Приведенная в качестве примера пространственного кода система фонетического письма в наименьшей степени соответствует особенностям пространственного канала связи. Она может служить примером и того, как сильно «форма» выражения способна преобразовать естественные свойства его «материала». Подчиняя пространственную организацию текста задаче воспроизвести временную последовательность речевых сигналов, линейный порядок фонетического письма делает все, чтобы элиминировать «лишние» пространственные измерения и свести к минимуму их различия.

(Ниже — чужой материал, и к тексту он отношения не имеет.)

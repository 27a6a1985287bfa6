//! PostgreSQL implementation of link repository.

use async_trait::async_trait;
use chrono::{DateTime, Utc};
use sqlx::PgPool;
use std::sync::Arc;

use crate::domain::entities::{Link, NewLink};
use crate::domain::repositories::LinkRepository;
use crate::error::AppError;

/// Row shape shared by every query that returns a link.
#[derive(Debug, sqlx::FromRow)]
struct LinkRow {
    code: String,
    url: String,
    clicks: i64,
    last_clicked: Option<DateTime<Utc>>,
    created_at: DateTime<Utc>,
}

impl From<LinkRow> for Link {
    fn from(row: LinkRow) -> Self {
        Link::new(
            row.code,
            row.url,
            row.clicks,
            row.last_clicked,
            row.created_at,
        )
    }
}

/// PostgreSQL repository for link storage and retrieval.
///
/// Uniqueness is enforced by the primary key on `links.code`; click
/// accounting is a single `UPDATE ... RETURNING` so concurrent increments
/// serialize on the row lock.
pub struct PgLinkRepository {
    pool: Arc<PgPool>,
}

impl PgLinkRepository {
    /// Creates a new repository with a database connection pool.
    pub fn new(pool: Arc<PgPool>) -> Self {
        Self { pool }
    }
}

#[async_trait]
impl LinkRepository for PgLinkRepository {
    async fn initialize(&self) -> Result<(), AppError> {
        // Migrations take an advisory lock, so concurrent processes apply them once.
        sqlx::migrate!("./migrations")
            .run(self.pool.as_ref())
            .await?;

        Ok(())
    }

    async fn insert(&self, new_link: NewLink) -> Result<Link, AppError> {
        let row = sqlx::query_as::<_, LinkRow>(
            r#"
            INSERT INTO links (code, url, clicks, last_clicked, created_at)
            VALUES ($1, $2, 0, NULL, $3)
            RETURNING code, url, clicks, last_clicked, created_at
            "#,
        )
        .bind(&new_link.code)
        .bind(&new_link.target_url)
        .bind(new_link.created_at)
        .fetch_one(self.pool.as_ref())
        .await?;

        Ok(row.into())
    }

    async fn find_by_code(&self, code: &str) -> Result<Option<Link>, AppError> {
        let row = sqlx::query_as::<_, LinkRow>(
            r#"
            SELECT code, url, clicks, last_clicked, created_at
            FROM links
            WHERE code = $1
            "#,
        )
        .bind(code)
        .fetch_optional(self.pool.as_ref())
        .await?;

        Ok(row.map(Link::from))
    }

    async fn record_click(
        &self,
        code: &str,
        clicked_at: DateTime<Utc>,
    ) -> Result<Option<Link>, AppError> {
        let row = sqlx::query_as::<_, LinkRow>(
            r#"
            UPDATE links
            SET clicks = clicks + 1,
                last_clicked = GREATEST(COALESCE(last_clicked, $2), $2)
            WHERE code = $1
            RETURNING code, url, clicks, last_clicked, created_at
            "#,
        )
        .bind(code)
        .bind(clicked_at)
        .fetch_optional(self.pool.as_ref())
        .await?;

        Ok(row.map(Link::from))
    }

    async fn delete(&self, code: &str) -> Result<bool, AppError> {
        let result = sqlx::query("DELETE FROM links WHERE code = $1")
            .bind(code)
            .execute(self.pool.as_ref())
            .await?;

        Ok(result.rows_affected() > 0)
    }

    async fn list_all(&self) -> Result<Vec<Link>, AppError> {
        let rows = sqlx::query_as::<_, LinkRow>(
            r#"
            SELECT code, url, clicks, last_clicked, created_at
            FROM links
            ORDER BY created_at DESC, code ASC
            "#,
        )
        .fetch_all(self.pool.as_ref())
        .await?;

        Ok(rows.into_iter().map(Link::from).collect())
    }

    async fn ping(&self) -> Result<(), AppError> {
        sqlx::query("SELECT 1").execute(self.pool.as_ref()).await?;
        Ok(())
    }
}
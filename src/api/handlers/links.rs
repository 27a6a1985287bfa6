//! Handlers for link management endpoints (list, create, get, delete).

use axum::{
    Json,
    extract::{Path, State, rejection::JsonRejection},
    http::StatusCode,
};

use crate::api::dto::link::{CreateLinkRequest, DeleteResponse, LinkResponse};
use crate::error::AppError;
use crate::state::AppState;

/// Lists every link, newest first.
///
/// # Endpoint
///
/// `GET /links`
///
/// # Errors
///
/// Returns 500 Internal Server Error if the store fails.
pub async fn list_links_handler(
    State(state): State<AppState>,
) -> Result<Json<Vec<LinkResponse>>, AppError> {
    let links = state.link_service.list_links().await?;

    Ok(Json(links.into_iter().map(LinkResponse::from).collect()))
}

/// Creates a short link.
///
/// # Endpoint
///
/// `POST /links`
///
/// # Request Body
///
/// ```json
/// {
///   "url": "https://example.com",
///   "code": "abc123"   // optional, 6-8 alphanumeric characters
/// }
/// ```
///
/// # Errors
///
/// - 400 Bad Request: invalid URL, invalid code or undecodable body
/// - 409 Conflict: custom code already exists
/// - 500 Internal Server Error: allocation exhausted or store failure
pub async fn create_link_handler(
    State(state): State<AppState>,
    payload: Result<Json<CreateLinkRequest>, JsonRejection>,
) -> Result<(StatusCode, Json<LinkResponse>), AppError> {
    let Json(payload) = payload?;
    let custom_code = payload.custom_code();

    let link = state
        .link_service
        .create_link(payload.url, custom_code)
        .await?;

    Ok((StatusCode::CREATED, Json(link.into())))
}

/// Returns one link without recording a click.
///
/// # Endpoint
///
/// `GET /links/{code}`
///
/// # Errors
///
/// Returns 404 Not Found if the code does not exist.
pub async fn get_link_handler(
    Path(code): Path<String>,
    State(state): State<AppState>,
) -> Result<Json<LinkResponse>, AppError> {
    let link = state.link_service.get_link(&code).await?;

    Ok(Json(link.into()))
}

/// Deletes a link permanently.
///
/// # Endpoint
///
/// `DELETE /links/{code}`
///
/// # Errors
///
/// Returns 404 Not Found if the code does not exist or was already deleted.
pub async fn delete_link_handler(
    Path(code): Path<String>,
    State(state): State<AppState>,
) -> Result<Json<DeleteResponse>, AppError> {
    state.link_service.delete_link(&code).await?;

    Ok(Json(DeleteResponse {
        message: "Link deleted successfully".to_string(),
    }))
}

Предельно уподобляя пространственный текст строящейся во времени речи, система письма, вместе с избыточной для нее трехмерностью, устраняет и свойство обратимости пространства: она задает единственно допустимое направление письма и чтения, внося асимметрию в пространство письменного текста.
3. Структурные особенности пространственных текстов
Пространственные тексты, однако, могут иметь и совсем другие системы формирования, более полно использующие особенности своего канала связи. Намек на принципиально иные способы текстообразования можно найти уже в самой этимологии слова «текст», которое гораздо теснее других семиотических терминов связано с пространственными структурами. Как известно, латинское textum, от которого это слово происходит, означает не только соединение отдельных знаков, но и ткань, сплетенную из многих нитей (ср.франц. textil). Специалисты отмечают, что корень этого слова восходит к индо-европейскому глаголу taksati, относящемуся к деятельности плотника; этот глагол этимологически родствен также и русскому глаголу «тесать» и греческим словам «тектоника» и «архитектура». Более того, с этим же корнем связано и греческое «технэ», обозначавшее не только плотничье дело, но и вообще все пространственные («технические») искусства и ремесла 20.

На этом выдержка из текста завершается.